Por primera vez en todo el viaje pudimos levantarnos a la hora que quisiéramos. Mi hermana y yo nos levantamos a las ocho y media para poder comer y luego bañarnos en la piscina. Ese día comimos más de lo habitual. Yo desayuné de unas pastas freídas con chocolate por encima. Riquísimos y crujientes. Como era día libre mi familia y dos más decidimos de volver a Sidi Bou Said para comer. Cogimos tres taxis.
Dentro del automòvil olía a sudor. Los asientos estaban cubiertos con unas mantas ásperas pero finas, y no había cinturones. Para colmo el taxista conducía de una manera un tanto peligrosa. Rápido, adelantado casi sin mirar, girando para atravesar la carretera... Un verdadero peligro. Cuando bajamos sanos y extrañamente a salvo quedamos aliviados. Nos encontramos todos juntos y fuimos a buscar un sitio para comer. Reservamos mesa y mientras un matrimonio fue a comprar cosas una familia y nosotros estuvimos hablando en la sombra. Ese día hacía especial calor. Y hasta en la sombre sudábamos. Por fin llegó la hora de comer e ir a un local fresquito. Nos sentamos en dos mesas con asientos de piedra un poco bajos. Yo que no soy precisamente alta tuve que coger un cojín para llegar cómodamente.
Yo pedí un brik y carne asada. El bik es como una empanada en forma de media luna y con pasta milhojas crujiente que se fríe una vez puesto el relleno. En la carta había brik au fromage (queso) y brike con omelette (tortilla con queso).
Cogimos otro taxi para regresar. A diferencia del otro este no tenía taxímetro; era ilegal. Mi padre se empeñó diciendo que había salido bien de precio, que era más barato. Pero pregunté a las otras familias que habían venido en taxi legal y me dijeron un precio más bajo. Pero lo dejé correr.

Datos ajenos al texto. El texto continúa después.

//! Cancellable background tasks.

use std::future::Future;

use tokio::task::JoinHandle;


/// Set of spawned tasks that are aborted together.
///
/// Dropping the set aborts every task still running, so no background
/// timer outlives the session that owns it.
#[derive( Debug, Default )]
pub struct TaskSet {
    handles: Vec<JoinHandle<()>>,
}


impl TaskSet {
    pub fn new() -> Self {
        Self::default()
    }


    /// Spawns a task on the current tokio runtime and keeps its handle.
    pub fn spawn<F>( &mut self, future: F )
    where
        F: Future<Output = ()> + Send + 'static,
    {
        self.handles.retain( |h| !h.is_finished() );
        self.handles.push( tokio::spawn( future ) );
    }


    /// Aborts every task in the set.
    pub fn abort_all( &mut self ) {
        for handle in self.handles.drain( .. ) {
            handle.abort();
        }
    }


    /// Returns true if no task is tracked.
    pub fn is_empty( &self ) -> bool {
        self.handles.is_empty()
    }
}


impl Drop for TaskSet {
    fn drop( &mut self ) {
        self.abort_all();
    }
}


#[cfg( test )]
mod tests {
    use std::time::Duration;

    use tokio::sync::oneshot;

    use super::*;


    #[tokio::test( start_paused = true )]
    async fn test_drop_aborts() {
        let ( tx, rx ) = oneshot::channel::<()>();
        let mut tasks = TaskSet::new();
        tasks.spawn( async move {
            tokio::time::sleep( Duration::from_secs( 60 ) ).await;
            let _ = tx.send(());
        });

        drop( tasks );
        assert!( rx.await.is_err() );
    }
}
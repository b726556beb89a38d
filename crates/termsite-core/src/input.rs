//! Line-editing buffer for the console prompt.


/// Input buffer for the command line.
#[derive( Debug, Default )]
pub struct InputBuffer {
    content: String,
    cursor: usize,
}


impl InputBuffer {
    /// Creates a new empty input buffer.
    pub fn new() -> Self {
        Self::default()
    }


    /// Inserts a character at the cursor position.
    pub fn insert( &mut self, c: char ) {
        self.content.insert( self.cursor, c );
        self.cursor += c.len_utf8();
    }


    /// Deletes the character before the cursor.
    pub fn backspace( &mut self ) {
        if let Some(( prev, _ )) = self.content[ ..self.cursor ].char_indices().last() {
            self.content.remove( prev );
            self.cursor = prev;
        }
    }


    /// Deletes the character under the cursor.
    pub fn delete( &mut self ) {
        if self.cursor < self.content.len() {
            self.content.remove( self.cursor );
        }
    }


    pub fn move_left( &mut self ) {
        self.cursor = self.content[ ..self.cursor ]
            .char_indices()
            .last()
            .map( |( i, _ )| i )
            .unwrap_or( 0 );
    }


    pub fn move_right( &mut self ) {
        if let Some( c ) = self.content[ self.cursor.. ].chars().next() {
            self.cursor += c.len_utf8();
        }
    }


    pub fn move_home( &mut self ) {
        self.cursor = 0;
    }


    pub fn move_end( &mut self ) {
        self.cursor = self.content.len();
    }


    /// Clears the buffer.
    pub fn clear( &mut self ) {
        self.content.clear();
        self.cursor = 0;
    }


    /// Takes the content out, leaving the buffer empty.
    pub fn take( &mut self ) -> String {
        self.cursor = 0;
        std::mem::take( &mut self.content )
    }


    pub fn content( &self ) -> &str {
        &self.content
    }


    /// Cursor position as a character count, for display.
    pub fn cursor_char_pos( &self ) -> usize {
        self.content[ ..self.cursor ].chars().count()
    }


    pub fn is_empty( &self ) -> bool {
        self.content.is_empty()
    }
}


#[cfg( test )]
mod tests {
    use super::*;


    fn typed( text: &str ) -> InputBuffer {
        let mut buffer = InputBuffer::new();
        text.chars().for_each( |c| buffer.insert( c ) );
        buffer
    }


    #[test]
    fn test_edit_in_middle() {
        let mut buffer = typed( "thme" );
        buffer.move_home();
        buffer.move_right();
        buffer.insert( 'e' );
        assert_eq!( buffer.content(), "theme" );
        assert_eq!( buffer.cursor_char_pos(), 2 );
    }


    #[test]
    fn test_multibyte_backspace() {
        let mut buffer = typed( "café" );
        buffer.backspace();
        assert_eq!( buffer.content(), "caf" );
        buffer.move_left();
        buffer.delete();
        assert_eq!( buffer.content(), "ca" );
    }


    #[test]
    fn test_take_resets() {
        let mut buffer = typed( "help" );
        assert_eq!( buffer.take(), "help" );
        assert!( buffer.is_empty() );
        assert_eq!( buffer.cursor_char_pos(), 0 );
    }
}
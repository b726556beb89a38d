//! Track decoding via Symphonia
//!
//! Opens a background music file and yields interleaved f32 samples.

use std::fs::File;
use std::path::Path;

use symphonia::core::audio::SampleBuffer;
use symphonia::core::codecs::{ Decoder as SymphoniaDecoder, DecoderOptions, CODEC_TYPE_NULL };
use symphonia::core::errors::Error as SymphoniaError;
use symphonia::core::formats::{ FormatOptions, FormatReader };
use symphonia::core::io::MediaSourceStream;
use symphonia::core::meta::MetadataOptions;
use symphonia::core::probe::Hint;
use thiserror::Error;


/// Errors that can occur during decoding.
#[derive( Debug, Error )]
pub enum DecoderError {
    #[error( "Failed to open file: {0}" )]
    FileOpen( #[from] std::io::Error ),

    #[error( "Unsupported format" )]
    UnsupportedFormat,

    #[error( "No audio tracks found" )]
    NoAudioTrack,

    #[error( "Decoder creation failed: {0}" )]
    DecoderCreation( String ),

    #[error( "Decode error: {0}" )]
    Decode( String ),
}


/// Decoder for a single audio file.
pub struct Decoder {
    format_reader: Box<dyn FormatReader>,
    decoder: Box<dyn SymphoniaDecoder>,
    track_id: u32,
    sample_rate: u32,
    channels: usize,
    sample_buf: Option<SampleBuffer<f32>>,
}


impl Decoder {
    /// Opens an audio file for decoding.
    pub fn open( path: &Path ) -> Result<Self, DecoderError> {
        let file = File::open( path )?;
        let mss = MediaSourceStream::new( Box::new( file ), Default::default() );

        let mut hint = Hint::new();
        if let Some( ext ) = path.extension().and_then( |e| e.to_str() ) {
            hint.with_extension( ext );
        }

        let probed = symphonia::default::get_probe()
            .format( &hint, mss, &FormatOptions::default(), &MetadataOptions::default() )
            .map_err( |_| DecoderError::UnsupportedFormat )?;
        let format_reader = probed.format;

        let track = format_reader
            .tracks()
            .iter()
            .find( |t| t.codec_params.codec != CODEC_TYPE_NULL )
            .ok_or( DecoderError::NoAudioTrack )?;

        let track_id = track.id;
        let sample_rate = track.codec_params.sample_rate.unwrap_or( 44100 );
        let channels = track.codec_params.channels.map( |c| c.count() ).unwrap_or( 2 );

        let decoder = symphonia::default::get_codecs()
            .make( &track.codec_params, &DecoderOptions::default() )
            .map_err( |e| DecoderError::DecoderCreation( e.to_string() ) )?;

        tracing::info!( "Opened {:?}: {} Hz, {} channels", path, sample_rate, channels );

        Ok( Self {
            format_reader,
            decoder,
            track_id,
            sample_rate,
            channels,
            sample_buf: None,
        })
    }


    pub fn sample_rate( &self ) -> u32 {
        self.sample_rate
    }


    pub fn channels( &self ) -> usize {
        self.channels
    }


    /// Decodes the next packet into interleaved samples.
    ///
    /// Returns `None` at end of stream.
    pub fn decode_next( &mut self ) -> Result<Option<Vec<f32>>, DecoderError> {
        loop {
            let packet = match self.format_reader.next_packet() {
                Ok( packet ) => packet,
                Err( SymphoniaError::IoError( ref e ) )
                    if e.kind() == std::io::ErrorKind::UnexpectedEof =>
                {
                    return Ok( None );
                }
                Err( e ) => return Err( DecoderError::Decode( e.to_string() ) ),
            };

            if packet.track_id() != self.track_id {
                continue;
            }

            let decoded = match self.decoder.decode( &packet ) {
                Ok( decoded ) => decoded,
                // Corrupt packets are skipped
                Err( SymphoniaError::DecodeError( _ ) ) => continue,
                Err( e ) => return Err( DecoderError::Decode( e.to_string() ) ),
            };

            let spec = *decoded.spec();
            let frames = decoded.capacity();
            // SampleBuffer capacity counts samples, not frames
            let sample_buf = match self.sample_buf.take() {
                Some( buf ) if buf.capacity() >= frames * spec.channels.count() => buf,
                _ => SampleBuffer::new( frames as u64, spec ),
            };
            let sample_buf = self.sample_buf.insert( sample_buf );
            sample_buf.copy_interleaved_ref( decoded );

            return Ok( Some( sample_buf.samples().to_vec() ) );
        }
    }
}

Como antes de partir habíamos dejado las maletas en consergería las fuimos a buscar y nos sentamos a esperar. Yo por mi parte cogí una libreta y anoté cada día lo que había hecho durante las vacaciones en Túnez. Gracias a eso he podido escribirlo al cabo de unos meses.
A la hora acordada legó una furgoneta que nos llevó al aeropuerto. Paseamos un buen rato y luego fuimos a la aduana. Allí nos volvieron a hacer rellenar unos papeles que te preguntaban de todo: tu nombre de soltero/a, el día que caduca el D.N.I y el pasaporte...
Tras haberla pasado llegamos a la puerta de embarque. Pero había retraso. Hasta después de una ora no salió el avión. Todos estábamos cansados, y me puse a dormir. Desgraciadamente no pude, pues un chico de 30 años como mínimo, que conocía a la tripulación y cada dos minutos se levantaba cuando le daba la gana y e iba a charlar. Haciendo caso omiso a las señales rojas de "no desabrocharse el cinturón". Además compró una botella de Vodka que se terminó en lo que dura el viaje Túnez-Barcelona (no llega a 2h). Por suerte pude encontrar algo bueno en ese viaje aéreo.
En la misma fila que yo había una niña que no debía tener más de dos años. Y cuando me vio y yo le sonreí durante un rato quiso empezar a jugar. Primero me saludaba con su manita, y yo le saludaba con la mía, y así se entretuvo unos cuantos minutos. Luego jugamos, todo eso a distancia y quietecitas, a escondernos. Adelante y atrás Jugando jugando ella al adelantarse para que la viera se dio de cabeza contra el asiento. Pero en vez de llorar empezó a reír. Unas risas...que no te podías quedar serio. Y lo volvió a hacer, esta vez adrede. Pero su madre, riendo también, le puso la mano entre ella y el asiento para que no le doliese. Fue muy graciosa. Más tarde, tras coger las maletas nos volvimos a encontrar y quiso por última vez hacer como si se adelantara, pero sin asiento.
Esto último puede parecer una tontería sin sentido, pero me acuerdo por ser un momento tierno y, al fin y al cabo todavía formaba parte de las vacaciones.



2 pequeñeces ♥:
A mi también me encantan los niños pequeños, y ¡claro que eso también forma parte de tus maravillosas vacaciones!
Supongo que este viaje ya ha acabado, y la verdad es que me entran ganas de ir a mi. Lo has descrito tan bien...
Saludos.
Si quieres ir no es aconsejable ir solo, me refiero a que se va en grupo casi siempre. Te gustaría. Le gustaría a cualquiera.